Capítulo 11 - Conforto


Vários pingos adornavam o vidro embaçado do lado de fora, com um pequeno círculo transparente sobre meu nariz e minha boca. Do outro lado de onde eu refletia sem conseguir parar, a chuva caía sem dó, aclamando pelo verão que estava apenas em seu início. O barulho quase silencioso dos pára-brisas era nauseante, o rádio ligado não estava ajudando em minha distração. Minha respiração era irregular, eu baforava a janela enquando relembrava de minha noite anterior, onde eu velava o sono de Bruna, por volta das três horas da manhã. Seu descanço era mais doce do que seu próprio aroma, era leve, vivo e divertido. Quase poder assistir seus sonhos era mais prazeroso do que ver um programa de televisão preferido, um filme que goste ou um jogo de futebol para quem é fanático. Sua pele ficava quente ao adormecer, eu podia enlevar-me de seu repouso tão perfeito, acariciando a maçã de seu rosto, beijando as costas de sua mão, e ela ao menos se incomodar com isto. Sussurrava palavras, aparentemente românticas, mas no fundo apenas amistosas e sinceras em seu ouvido, tentando fazer com que ela sonhasse com aquilo.
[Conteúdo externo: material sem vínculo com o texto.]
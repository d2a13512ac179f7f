//! Answer path renderers

pub mod json;
pub mod markdown;
pub mod mermaid;

use anyhow::Result;
use std::io::Write;

use crate::config::AnswerFormat;
use crate::core::AnswerPath;
use crate::utils::analysis::graph::CodeGraph;

pub trait AnswerFormatter {
    /// Writes `answer`, looking node details up in `graph`.
    fn write_answer(
        &mut self,
        output: &mut dyn Write,
        graph: &CodeGraph,
        answer: &AnswerPath,
    ) -> Result<()>;
}

pub fn create_formatter(format: AnswerFormat) -> Box<dyn AnswerFormatter> {
    match format {
        AnswerFormat::Json => Box::new(json::JsonFormatter),
        AnswerFormat::Markdown => Box::new(markdown::MarkdownFormatter::default()),
        AnswerFormat::Mermaid => Box::new(mermaid::MermaidFormatter),
    }
}

/// Renders an answer path to a string in the requested format.
pub fn render_answer(graph: &CodeGraph, answer: &AnswerPath, format: AnswerFormat) -> Result<String> {
    let mut buffer = Vec::new();
    create_formatter(format).write_answer(&mut buffer, graph, answer)?;
    Ok(String::from_utf8(buffer)?)
}
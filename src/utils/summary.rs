//! Per-node Markdown documents for the embedding collaborator

use crate::core::Node;
use anyhow::{Context, Result};
use lazy_static::lazy_static;
use regex::Regex;
use std::fmt::Write as _;
use std::fs;
use std::path::Path;

lazy_static! {
    static ref UNSAFE_FILE_CHARS: Regex = Regex::new(r#"[<>:"/\\|?*]"#).unwrap();
}

pub const DEFAULT_DOCUMENT_LINES: usize = 40;

/// First `max_lines` lines of `code`, with an overflow note when cut.
pub fn code_excerpt(code: &str, max_lines: usize) -> String {
    let lines: Vec<&str> = code.lines().collect();
    let mut excerpt = lines
        .iter()
        .take(max_lines)
        .copied()
        .collect::<Vec<_>>()
        .join("\n");
    if lines.len() > max_lines {
        let _ = write!(excerpt, "\n... ({} more lines)", lines.len() - max_lines);
    }
    excerpt
}

/// Fence tag for a node's code block.
fn fence_language(node: &Node) -> &str {
    match node.language.as_str() {
        "c_sharp" => "csharp",
        "" => "text",
        other => other,
    }
}

/// Renders the embedding document for one node.
pub fn node_document(node: &Node, max_lines: usize) -> String {
    let mut doc = format!("# {} - {}:{}", node.name, node.file, node.start_line);
    let excerpt = code_excerpt(&node.code, max_lines);
    let fence = fence_language(node);

    if let Some(signature) = excerpt.lines().next().filter(|l| !l.trim().is_empty()) {
        let _ = write!(doc, "\n\n## Signature\n```{}\n{}\n```", fence, signature);
    }
    let description = node.doc.trim();
    if !description.is_empty() {
        let _ = write!(doc, "\n\n## Documentation\n{}", description);
    }
    if !excerpt.is_empty() {
        let _ = write!(doc, "\n\n## Code\n```{}\n{}\n```", fence, excerpt);
    }

    let mut metrics = Vec::new();
    if let Some(loc) = node.loc {
        metrics.push(format!("Lines of code: {}", loc));
    }
    if let Some(cyclomatic) = node.cyclomatic {
        metrics.push(format!("Complexity: {}", cyclomatic));
    }
    if !metrics.is_empty() {
        let _ = write!(doc, "\n\n## Metrics\n{}", metrics.join(" | "));
    }
    doc
}

/// File name for a node's document, with path-hostile characters replaced.
pub fn document_file_name(node_id: &str) -> String {
    format!("{}.md", UNSAFE_FILE_CHARS.replace_all(node_id, "_"))
}

/// Writes one document per node into `dir`; returns how many were written.
///
/// A failed write is logged and the remaining nodes are still written.
pub fn write_documents(nodes: &[Node], dir: &Path, max_lines: usize) -> Result<usize> {
    fs::create_dir_all(dir).with_context(|| format!("Failed to create {:?}", dir))?;
    let mut written = 0;
    for node in nodes {
        let path = dir.join(document_file_name(&node.id));
        match fs::write(&path, node_document(node, max_lines)) {
            Ok(()) => written += 1,
            Err(e) => log::warn!("Failed to write document {:?}: {}", path, e),
        }
    }
    log::info!("Wrote {} documents to {:?}", written, dir);
    Ok(written)
}

#[cfg(test)]
mod tests {
    use super::*;
    use crate::core::{Language, NodeKind};
    use tempfile::TempDir;

    fn sample() -> Node {
        let mut node = Node::new(NodeKind::Function, "area", "geo/shapes.py", (3, 6), Language::Python)
            .with_code("def area(r):\n    if r < 0:\n        return 0\n    return 3.14 * r * r".to_string())
            .with_doc("Area of a circle.".to_string());
        node.loc = Some(4);
        node.cyclomatic = Some(2);
        node
    }

    #[test]
    fn test_node_document_sections() {
        let doc = node_document(&sample(), 40);
        assert!(doc.starts_with("# area - geo/shapes.py:3"));
        assert!(doc.contains("## Signature\n```python\ndef area(r):\n```"));
        assert!(doc.contains("## Documentation\nArea of a circle."));
        assert!(doc.contains("## Metrics\nLines of code: 4 | Complexity: 2"));
    }

    #[test]
    fn test_excerpt_overflow_note() {
        let excerpt = code_excerpt("a\nb\nc\nd", 2);
        assert_eq!(excerpt, "a\nb\n... (2 more lines)");
        assert_eq!(code_excerpt("a\nb", 2), "a\nb");
    }

    #[test]
    fn test_unannotated_node_has_no_metrics() {
        let node = Node::new(NodeKind::File, "README", "docs/x.json", (1, 1), Language::Json);
        let doc = node_document(&node, 10);
        assert!(!doc.contains("## Metrics"));
        assert!(!doc.contains("## Code"));
    }

    #[test]
    fn test_write_documents() -> Result<()> {
        let dir = TempDir::new()?;
        let written = write_documents(&[sample()], dir.path(), 5)?;
        assert_eq!(written, 1);
        assert_eq!(
            document_file_name("function:area:geo/shapes.py:3"),
            "function_area_geo_shapes.py_3.md"
        );
        assert!(dir.path().join("function_area_geo_shapes.py_3.md").exists());
        Ok(())
    }
}
use anyhow::{Context, Result};
use clap::{Args, Parser, Subcommand, ValueEnum};
use codepath::config::AnswerFormat;
use codepath::format::render_answer;
use codepath::utils::analysis::graph::CodeGraph;
use codepath::utils::analysis::query::PathResolver;
use codepath::utils::analysis::store::GraphStore;
use codepath::utils::summary::{DEFAULT_DOCUMENT_LINES, write_documents};
use codepath::{GraphConfig, run, runner};
use std::path::{Path, PathBuf};

#[derive(Debug, Clone, Copy, ValueEnum)]
enum CliAnswerFormat {
    Json,
    #[value(alias = "md")]
    Markdown,
    Mermaid,
}

impl From<CliAnswerFormat> for AnswerFormat {
    fn from(f: CliAnswerFormat) -> Self {
        match f {
            CliAnswerFormat::Json => AnswerFormat::Json,
            CliAnswerFormat::Markdown => AnswerFormat::Markdown,
            CliAnswerFormat::Mermaid => AnswerFormat::Mermaid,
        }
    }
}

#[derive(Parser, Debug)]
#[command(author, version, about = "Code graph builder and query path resolver", long_about = None)]
struct Cli {
    /// Debug logging
    #[arg(short, long, global = true)]
    verbose: bool,

    #[command(subcommand)]
    command: Command,
}

#[derive(Subcommand, Debug)]
enum Command {
    /// Scan a repository and write its code graph
    Scan(ScanArgs),
    /// Connect seed node ids through the graph
    Resolve {
        /// Serialized graph
        #[arg(long)]
        graph: PathBuf,
        /// Answer format
        #[arg(short, long, value_enum)]
        format: Option<CliAnswerFormat>,
        /// Longest path, in hops, considered connected
        #[arg(long)]
        max_hops: Option<usize>,
        /// Seed node ids
        #[arg(required = true)]
        ids: Vec<String>,
    },
    /// Print graph statistics as JSON
    Stats {
        #[arg(long)]
        graph: PathBuf,
    },
    /// Print code snippets for node ids as JSON
    Snippet {
        #[arg(long)]
        graph: PathBuf,
        #[arg(required = true)]
        ids: Vec<String>,
    },
    /// Write one Markdown document per node
    Docs {
        #[arg(long)]
        graph: PathBuf,
        /// Output directory
        #[arg(short, long, default_value = "documents")]
        output: PathBuf,
        /// Code lines per document
        #[arg(long, default_value_t = DEFAULT_DOCUMENT_LINES)]
        max_lines: usize,
    },
    /// Rebuild the graph whenever a source file changes
    Watch {
        /// Repository root
        path: Option<PathBuf>,
        /// Output file path
        #[arg(short, long)]
        output: Option<PathBuf>,
    },
}

#[derive(Args, Debug)]
struct ScanArgs {
    /// Repository root
    path: Option<PathBuf>,

    /// Output file path
    #[arg(short, long)]
    output: Option<PathBuf>,

    /// Add ignore pattern (glob)
    #[arg(long)]
    ignore: Vec<String>,

    /// Add include pattern (glob) - only include matching files
    #[arg(long)]
    include: Vec<String>,

    /// Bytes read per file; larger files become whole-file nodes
    #[arg(long)]
    max_size: Option<u64>,

    /// Maximum directory depth to traverse
    #[arg(long)]
    max_depth: Option<usize>,

    /// Stop visiting new files after this many seconds
    #[arg(long)]
    timeout: Option<u64>,

    /// Parser worker threads
    #[arg(long)]
    threads: Option<usize>,

    /// Parse cache file
    #[arg(long)]
    cache: Option<PathBuf>,
}

fn init_logging(verbose: bool) {
    let mut builder =
        env_logger::Builder::from_env(env_logger::Env::default().default_filter_or("info"));
    if verbose {
        builder.filter_level(log::LevelFilter::Debug);
    }
    builder.target(env_logger::Target::Stderr).init();
}

fn apply_scan_args(config: &mut GraphConfig, args: ScanArgs) {
    if let Some(p) = args.path {
        config.path = p;
    }
    if let Some(o) = args.output {
        config.output = o;
    }
    if !args.ignore.is_empty() {
        // CLI ignores ADD to config ignores
        config.ignore_patterns.extend(args.ignore);
    }
    if !args.include.is_empty() {
        config.include_patterns = args.include;
    }
    if let Some(s) = args.max_size {
        config.max_file_size = s;
    }
    if let Some(d) = args.max_depth {
        config.max_depth = Some(d);
    }
    if let Some(t) = args.timeout {
        config.scan_timeout_secs = Some(t);
    }
    if let Some(t) = args.threads {
        config.threads = Some(t);
    }
    if let Some(c) = args.cache {
        config.cache = Some(c);
    }
}

fn load_graph(path: &Path) -> Result<CodeGraph> {
    CodeGraph::load(path).with_context(|| format!("Cannot load graph {:?}", path))
}

fn main() -> Result<()> {
    let cli = Cli::parse();

    // 1. Load from file or default
    let mut config = GraphConfig::load_from_file().unwrap_or_default();
    if cli.verbose {
        config.verbose = true;
    }
    init_logging(config.verbose);

    // 2. Override with CLI args
    match cli.command {
        Command::Scan(args) => {
            apply_scan_args(&mut config, args);
            run(config)?;
        }
        Command::Resolve {
            graph,
            format,
            max_hops,
            ids,
        } => {
            let graph = load_graph(&graph)?;
            let answer = PathResolver::new(&graph)
                .with_max_hops(max_hops.or(config.max_path_length))
                .resolve(&ids);
            let format = format.map(AnswerFormat::from).unwrap_or_default();
            print!("{}", render_answer(&graph, &answer, format)?);
        }
        Command::Stats { graph } => {
            let graph = load_graph(&graph)?;
            println!("{}", serde_json::to_string_pretty(&graph.stats())?);
        }
        Command::Snippet { graph, ids } => {
            let graph = load_graph(&graph)?;
            println!("{}", serde_json::to_string_pretty(&graph.snippets(&ids))?);
        }
        Command::Docs {
            graph,
            output,
            max_lines,
        } => {
            let graph = load_graph(&graph)?;
            let written = write_documents(graph.nodes(), &output, max_lines)?;
            println!("Wrote {} documents to {:?}", written, output);
        }
        Command::Watch { path, output } => {
            if let Some(p) = path {
                config.path = p;
            }
            if let Some(o) = output {
                config.output = o;
            }
            let store = GraphStore::default().with_max_hops(config.max_path_length);
            runner::watch(config, &store)?;
        }
    }

    Ok(())
}
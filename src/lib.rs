pub mod config;
pub mod core;
pub mod format;
pub mod fs;
pub mod runner;
pub mod utils;

// Re-export key items for convenience
pub use config::{AnswerFormat, GraphConfig};
pub use core::{AnswerPath, Edge, EdgeType, Node, NodeKind, ScanEvent};
pub use runner::{build_graph, run, run_scan};
pub use utils::analysis::{CodeGraph, GraphStore, PathResolver, resolve};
"Isso não vai mudar nada entre nós."
"Promete?"
"Prometo."
A pequena passagem que ocorreu segundos antes de nosso primeiro beijo caminhou pela minha mente em forma de uma pequena indigestão, perfurando a boca de meu estômago.
— Estou enjoado — sussurrei contra o vento levemente frio do ar condicionado, que também não colaborava com meu enjôo.
— Não posso parar o carro agora, está chovendo — disse minha mãe, com uma leve impaciência na voz.
Mônica detestava Mariana. Mônica detestava Mariana e todo o resto de sua família, que já dera problemas demais à delegacia. Ela estava me levando ao aeroporto para recebê-la de volta... e não era bem isto que ela queria. Discutiu comigo sobre querer pedi-la tão cedo em namoro, e ficou inconformada com a expressão de dor de Bruna quando foi deixá-la em casa. Ficou indignada de tal forma que parecia que Bruna era sua própria filha.
Mônica Medeiros. Tão bipolar.
Abri o porta-luvas, procurando algum tablete de bala. Achei uma, mas olhar o sabor, pude sentir que quase vomitaria. Joguei o tablete de volta ao seu lugar, fechando o porta-luvas.
Respirei fundo três vezes, e isto ajudou um pouco. Já havia lidado com e enjôo de carro, e não eram poucas vezes.
Mas tinha certeza que não era o movimento do carro e a claustrofobia corrente que eram os motivos do enjôo, e sim a viagem em si.
Agora, mais do que qualquer outro momento, era deprimente estar indo em busca de minha futura namorada que, verdadeiramente, não gosto. Porém, não estava indo em sua busca, e sim procurando paz para minha dor que durara mais que doze anos.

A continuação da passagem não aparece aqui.